Josh Kopac still feels zoning regulations are an abuse of power, but from now on it will be somebody else’s problem.

Kopac resigned on Election Day last week as the Republican alternate member on the Shelton Planning and Zoning Commission, ending an unusual year in which he vowed to routinely vote against every zoning application as a matter of principle.

He never got much of a chance to carry out his threat. The other four Republican PZC members managed to keep him from voting on all but a few applications at the beginning of his two-year term.

Kopac said he has plans next year to move to another state and join some friends in opening a wellness center, where he will teach yoga.

In an interview, he said the main reason he resigned was that the other Republicans let absent members participate electronically, by speaker phone or Skype videoconferencing software.

That practice eliminated the need for him to fill as an alternate and effectively thwarted his plan to oppose the very idea of zoning.

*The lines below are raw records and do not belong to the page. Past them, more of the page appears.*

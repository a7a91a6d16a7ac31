//! File-backed durable store.
//!
//! Layout inside the store directory:
//!
//! ```text
//! queue.lock            PID of the owning process
//! head.json             {"generation": g, "head": n}  (temp file + rename)
//! data-<g>.log          [u32 LE length][bytes] records, append only
//! ```
//!
//! Records before `head` are consumed. Removing records only rewrites
//! `head.json`, so an unflushed dequeue never touches disk. Once the consumed
//! prefix passes `compact_threshold` the live tail is copied into
//! `data-<g+1>.log` and `head.json` is switched to it in one rename.

use std::collections::VecDeque;
use std::fs::{self, File, OpenOptions};
use std::io::{self, Read, Seek, SeekFrom, Write};
use std::path::{Path, PathBuf};
use std::time::Duration;

use serde::{Deserialize, Serialize};
use tracing::{debug, info, warn};

use super::error::StoreError;
use super::lock::LockFile;
use super::store::DurableStore;

const LOCK_FILE: &str = "queue.lock";
const HEAD_FILE: &str = "head.json";
const HEADER_LEN: u64 = 4;

/// Options for [`FileStore::open`].
#[derive(Debug, Clone, Copy, PartialEq, Eq)]
pub struct StoreOptions {
    /// How long `open` waits for a previous holder to release the store.
    pub lock_timeout: Duration,
    /// Consumed bytes that trigger copying the live tail into a new file.
    pub compact_threshold: u64,
}

impl Default for StoreOptions {
    fn default() -> Self {
        Self {
            lock_timeout: Duration::from_secs(60),
            compact_threshold: 1024 * 1024,
        }
    }
}

impl StoreOptions {
    pub fn with_lock_timeout(mut self, timeout: Duration) -> Self {
        self.lock_timeout = timeout;
        self
    }

    pub fn with_compact_threshold(mut self, bytes: u64) -> Self {
        self.compact_threshold = bytes;
        self
    }
}

#[derive(Debug, Default, Clone, Copy, PartialEq, Eq, Serialize, Deserialize)]
struct HeadState {
    generation: u64,
    head: u64,
}

#[derive(Debug, Clone, Copy)]
struct Slot {
    offset: u64,
    len: u32,
}

/// Append-only record log on local disk with exclusive ownership.
pub struct FileStore {
    dir: PathBuf,
    options: StoreOptions,
    state: HeadState,
    data: Option<File>,
    data_len: u64,
    slots: VecDeque<Slot>,
    lock: Option<LockFile>,
}

impl FileStore {
    /// Open (or create) the store in `dir`, waiting up to
    /// `options.lock_timeout` for exclusive access.
    pub fn open(dir: impl AsRef<Path>, options: StoreOptions) -> Result<Self, StoreError> {
        let dir = dir.as_ref().to_path_buf();
        fs::create_dir_all(&dir)?;
        let lock = LockFile::acquire(&dir.join(LOCK_FILE), options.lock_timeout)?;

        let mut state = read_head(&dir)?;
        let mut data = OpenOptions::new()
            .read(true)
            .write(true)
            .create(true)
            .truncate(false)
            .open(data_path(&dir, state.generation))?;

        let file_len = data.metadata()?.len();
        if state.head > file_len {
            warn!(head = state.head, file_len, "head past end of data, treating log as drained");
            state.head = file_len;
        }

        let (slots, valid_len) = scan(&mut data, state.head, file_len)?;
        if valid_len < file_len {
            warn!(
                dropped_bytes = file_len - valid_len,
                "truncating torn record at end of store"
            );
            data.set_len(valid_len)?;
            data.sync_all()?;
        }
        remove_other_generations(&dir, state.generation);

        debug!(dir = %dir.display(), records = slots.len(), "opened file store");

        Ok(Self {
            dir,
            options,
            state,
            data: Some(data),
            data_len: valid_len,
            slots,
            lock: Some(lock),
        })
    }

    pub fn dir(&self) -> &Path {
        &self.dir
    }

    pub fn is_closed(&self) -> bool {
        self.data.is_none()
    }

    fn file(&mut self) -> Result<&mut File, StoreError> {
        self.data.as_mut().ok_or(StoreError::Closed)
    }

    fn write_records(&mut self, records: &[Vec<u8>]) -> Result<Vec<Slot>, StoreError> {
        let mut buf = Vec::with_capacity(records.iter().map(|r| r.len() + 4).sum());
        let mut slots = Vec::with_capacity(records.len());
        let mut offset = self.data_len;
        for record in records {
            let len = u32::try_from(record.len()).map_err(|_| StoreError::RecordTooLarge(record.len()))?;
            buf.extend_from_slice(&len.to_le_bytes());
            buf.extend_from_slice(record);
            slots.push(Slot { offset, len });
            offset += HEADER_LEN + u64::from(len);
        }

        let start = self.data_len;
        let file = self.file()?;
        let written = file
            .seek(SeekFrom::Start(start))
            .and_then(|_| file.write_all(&buf))
            .and_then(|_| file.sync_data());
        if let Err(err) = written {
            // Drop whatever part of the batch reached the file.
            let _ = file.set_len(start);
            return Err(err.into());
        }
        Ok(slots)
    }

    fn compact(&mut self) -> Result<(), StoreError> {
        let next = HeadState {
            generation: self.state.generation + 1,
            head: 0,
        };
        let next_path = data_path(&self.dir, next.generation);
        let old_path = data_path(&self.dir, self.state.generation);
        let live_from = self.state.head;

        let copied = (|| -> Result<File, StoreError> {
            let source = self.file()?;
            source.seek(SeekFrom::Start(live_from))?;
            let mut target = OpenOptions::new()
                .read(true)
                .write(true)
                .create(true)
                .truncate(true)
                .open(&next_path)?;
            io::copy(source, &mut target)?;
            target.sync_all()?;
            write_head(&self.dir, next)?;
            Ok(target)
        })();

        match copied {
            Ok(target) => {
                self.data = Some(target);
                self.data_len -= live_from;
                for slot in self.slots.iter_mut() {
                    slot.offset -= live_from;
                }
                self.state = next;
                let _ = fs::remove_file(&old_path);
                info!(generation = next.generation, reclaimed_bytes = live_from, "compacted store");
                Ok(())
            }
            Err(err) => {
                let _ = fs::remove_file(&next_path);
                Err(err)
            }
        }
    }
}

impl DurableStore for FileStore {
    fn append(&mut self, records: &[Vec<u8>]) -> Result<(), StoreError> {
        if records.is_empty() {
            return Ok(());
        }
        let slots = self.write_records(records)?;
        if let Some(last) = slots.last() {
            self.data_len = last.offset + HEADER_LEN + u64::from(last.len);
        }
        self.slots.extend(slots);
        Ok(())
    }

    fn read_at(&mut self, index: usize) -> Result<Option<Vec<u8>>, StoreError> {
        let Some(slot) = self.slots.get(index).copied() else {
            self.file()?;
            return Ok(None);
        };
        let file = self.file()?;
        file.seek(SeekFrom::Start(slot.offset + HEADER_LEN))?;
        let mut record = vec![0u8; slot.len as usize];
        file.read_exact(&mut record)?;
        Ok(Some(record))
    }

    fn remove_front(&mut self, count: usize) -> Result<(), StoreError> {
        self.file()?;
        let count = count.min(self.slots.len());
        if count == 0 {
            return Ok(());
        }
        let head = self.slots.get(count).map_or(self.data_len, |slot| slot.offset);
        let next = HeadState {
            generation: self.state.generation,
            head,
        };
        write_head(&self.dir, next)?;
        self.state = next;
        self.slots.drain(..count);

        if self.state.head >= self.options.compact_threshold {
            if let Err(err) = self.compact() {
                warn!(error = %err, "store compaction failed, will retry on next removal");
            }
        }
        Ok(())
    }

    fn estimated_len(&self) -> usize {
        self.slots.len()
    }

    fn close(&mut self) -> Result<(), StoreError> {
        let Some(data) = self.data.take() else {
            return Ok(());
        };
        self.slots.clear();
        let synced = data.sync_all();
        drop(data);
        if let Some(mut lock) = self.lock.take() {
            lock.release()?;
        }
        debug!(dir = %self.dir.display(), "closed file store");
        synced.map_err(StoreError::from)
    }
}

impl Drop for FileStore {
    fn drop(&mut self) {
        if let Err(err) = self.close() {
            warn!(error = %err, "failed to close file store cleanly");
        }
    }
}

fn data_path(dir: &Path, generation: u64) -> PathBuf {
    dir.join(format!("data-{}.log", generation))
}

fn read_head(dir: &Path) -> Result<HeadState, StoreError> {
    match fs::read(dir.join(HEAD_FILE)) {
        Ok(bytes) => Ok(serde_json::from_slice(&bytes)?),
        Err(err) if err.kind() == io::ErrorKind::NotFound => Ok(HeadState::default()),
        Err(err) => Err(err.into()),
    }
}

fn write_head(dir: &Path, state: HeadState) -> Result<(), StoreError> {
    let bytes = serde_json::to_vec(&state)?;
    let tmp = dir.join(format!("{}.tmp", HEAD_FILE));
    let written = (|| -> io::Result<()> {
        let mut file = OpenOptions::new()
            .write(true)
            .create(true)
            .truncate(true)
            .open(&tmp)?;
        file.write_all(&bytes)?;
        file.sync_all()?;
        fs::rename(&tmp, dir.join(HEAD_FILE))?;
        if let Ok(parent) = File::open(dir) {
            let _ = parent.sync_all();
        }
        Ok(())
    })();

    if let Err(err) = written {
        let _ = fs::remove_file(&tmp);
        return Err(err.into());
    }
    Ok(())
}

/// Index records from `head`. Returns the slots and the length of the valid
/// prefix of the file; anything past it is a torn write.
fn scan(data: &mut File, head: u64, file_len: u64) -> Result<(VecDeque<Slot>, u64), StoreError> {
    let mut slots = VecDeque::new();
    let mut offset = head;
    data.seek(SeekFrom::Start(head))?;
    let mut reader = io::BufReader::new(data);
    let mut header = [0u8; HEADER_LEN as usize];

    while offset + HEADER_LEN <= file_len {
        reader.read_exact(&mut header)?;
        let len = u32::from_le_bytes(header);
        let end = offset + HEADER_LEN + u64::from(len);
        if end > file_len {
            break;
        }
        reader.seek_relative(i64::from(len))?;
        slots.push_back(Slot { offset, len });
        offset = end;
    }
    Ok((slots, offset))
}

fn remove_other_generations(dir: &Path, keep: u64) {
    let Ok(entries) = fs::read_dir(dir) else {
        return;
    };
    let keep_name = format!("data-{}.log", keep);
    for entry in entries.flatten() {
        let name = entry.file_name();
        let name = name.to_string_lossy();
        if name.starts_with("data-") && name.ends_with(".log") && name != keep_name {
            debug!(file = %name, "removing leftover store generation");
            let _ = fs::remove_file(entry.path());
        }
    }
}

In an interview with the Valley Independent Sentinel in February, he explained, I’m not voting no to the applicant. I’m voting no to the system.”

Nevertheless, Kopac, the 20-year-old director of business development for an online marketing firm, said he believes he made his point and had decided it was time to move on and do something else with his life.

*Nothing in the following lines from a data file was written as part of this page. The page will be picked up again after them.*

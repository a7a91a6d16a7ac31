//! Test messages and helpers shared by the durable queue tests.

#![allow(dead_code)]

use std::path::Path;
use std::time::Duration;

use durable_bus::queue::{DurableQueue, WorkItem, WorkQueue};
use durable_bus::store::StoreOptions;
use durable_bus::{Envelope, Message};
use serde::{Deserialize, Serialize};
use uuid::Uuid;

#[derive(Debug, Clone, PartialEq, Serialize, Deserialize)]
pub struct Job {
    pub correlation_id: Uuid,
    pub seq: u32,
}

impl Message for Job {
    const TYPE_NAME: &'static str = "Jobs.Job";

    fn correlation_id(&self) -> Uuid {
        self.correlation_id
    }
}

pub fn job(seq: u32) -> Job {
    Job {
        correlation_id: Uuid::new_v4(),
        seq,
    }
}

pub fn init_tracing() {
    let _ = tracing_subscriber::fmt()
        .with_env_filter(tracing_subscriber::EnvFilter::from_default_env())
        .with_test_writer()
        .try_init();
}

pub fn open(dir: &Path) -> DurableQueue {
    DurableQueue::open(dir, StoreOptions::default().with_lock_timeout(Duration::from_secs(2)))
        .unwrap()
        .with_idle_wait(Duration::from_millis(10))
}

pub fn seq_of(envelope: &Envelope) -> u32 {
    envelope.decode_as::<Job>().unwrap().seq
}

/// Dequeue and commit everything, returning the sequence numbers in order.
pub fn drain(queue: &DurableQueue) -> Vec<u32> {
    let mut seen = Vec::new();
    while let WorkItem::Ready(pending) = queue.try_dequeue().unwrap() {
        seen.push(seq_of(pending.item()));
        pending.commit().unwrap();
    }
    seen
}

His resignation letter was another opportunity to state what his objective.

A real man does not need government, government needs man to thrive,” he said. Consider this note me opting out of the oppressive system. No longer am I consenting to the system that pillages (its) people, through fear and control. A vote shows you are giving authority to have your life run by a babysitter.”

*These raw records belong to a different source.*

//! Broker contract, the loopback broker, and the polling work source.

#[allow(clippy::module_inception)]
mod broker;
mod error;
mod in_memory;
mod polling;

pub use broker::{Broker, Delivery, DeliveryId};
pub use error::{BrokerError, BrokerErrorKind};
pub use in_memory::InMemoryBroker;
pub use polling::PollingSource;
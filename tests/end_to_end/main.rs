//! End-to-end tests: sender, broker and receiver wired through one context.

mod delivery;
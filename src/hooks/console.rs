use tracing::info;

use super::hook::{EventHook, HookError};
use crate::message::AnyMessage;

/// Logs every sent and received message at `info`.
#[derive(Debug, Default, Clone, Copy)]
pub struct ConsoleEventHook;

impl EventHook for ConsoleEventHook {
    fn message_sent(&self, message: &dyn AnyMessage) -> Result<(), HookError> {
        info!(
            message_type = message.type_name(),
            correlation_id = %message.correlation(),
            "message sent"
        );
        Ok(())
    }

    fn message_received(&self, message: &dyn AnyMessage, endpoint: &str) -> Result<(), HookError> {
        info!(
            message_type = message.type_name(),
            correlation_id = %message.correlation(),
            endpoint,
            "message received"
        );
        Ok(())
    }
}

He’s a man with a mission,” observed PZC member Elaine Matto, a Democrat. She also referred to him as an ideologue,” but conceded that Kopac appeared to feel what he was doing was important.

Parkins denied that she and the other Republicans on the commission were using electronic participation simply to keep Kopac from voting. She said her colleagues on the commission were simply being diligent about their participation in its deliberations, and that electronic participation is allowed under state law.

This isn’t a matter of convenience, so commissioners can sit at home and still vote,” she said. Kopac said he objected to it when it started, on the grounds that it violated the city charter.

But Corporation Council Thomas Welsh and Assistant Corporation Council Ray Sous both sided with the other PZC members, something that, to Kopac, smacked of the same kind of cronyism that led him to stage his protest against zoning in the first place.

He said he had already decided to vote no on every application when he put his name forward to the Republican Town Committee as a potential candidate for the 2011 election. 

He intended it as a way to generate public debate on his idea of doing away with zoning.

Kopac said he was motivated by his view that zoning was just a way for people to use the power of government to do favors for their friends. Nothing during his term on the commission changed his mind about it.

He declined to give an example of such an abuse.

But that criticism was the focus of the FBI corruption investigation that pointed at Mayor Mark Lauretti and several members of the PZC. Neither the mayor nor any PZC member was ever charged, although developer Robert Scinto, developer James Botti and Building Official Elliot Wilson ended up serving prison sentences.

Kopac confirmed that he never told the leaders of the Republican Town Committee what he intended to do when they interviewed him as a possible candidate in 2011.

My only guess is they didn’t know what they were getting when they put him on the board,” Matto said.

Parkins said she isn’t on the town committee’s Steering Committee, so she didn’t participate in the interview and didn’t know what they asked Kopac.

Republican Town Chairman Anthony Simonetti declined to say what he and the other Republican Party leaders knew about Kopac’s views when they picked him for the party slate.

Despite Kopac’s somewhat radical zoning views, Simonetti insisted that Kopac was properly vetted. He refused to comment on whether party leaders pressured Kopac to resign.

He’s gone, off the board. He’s history,” Simonetti said.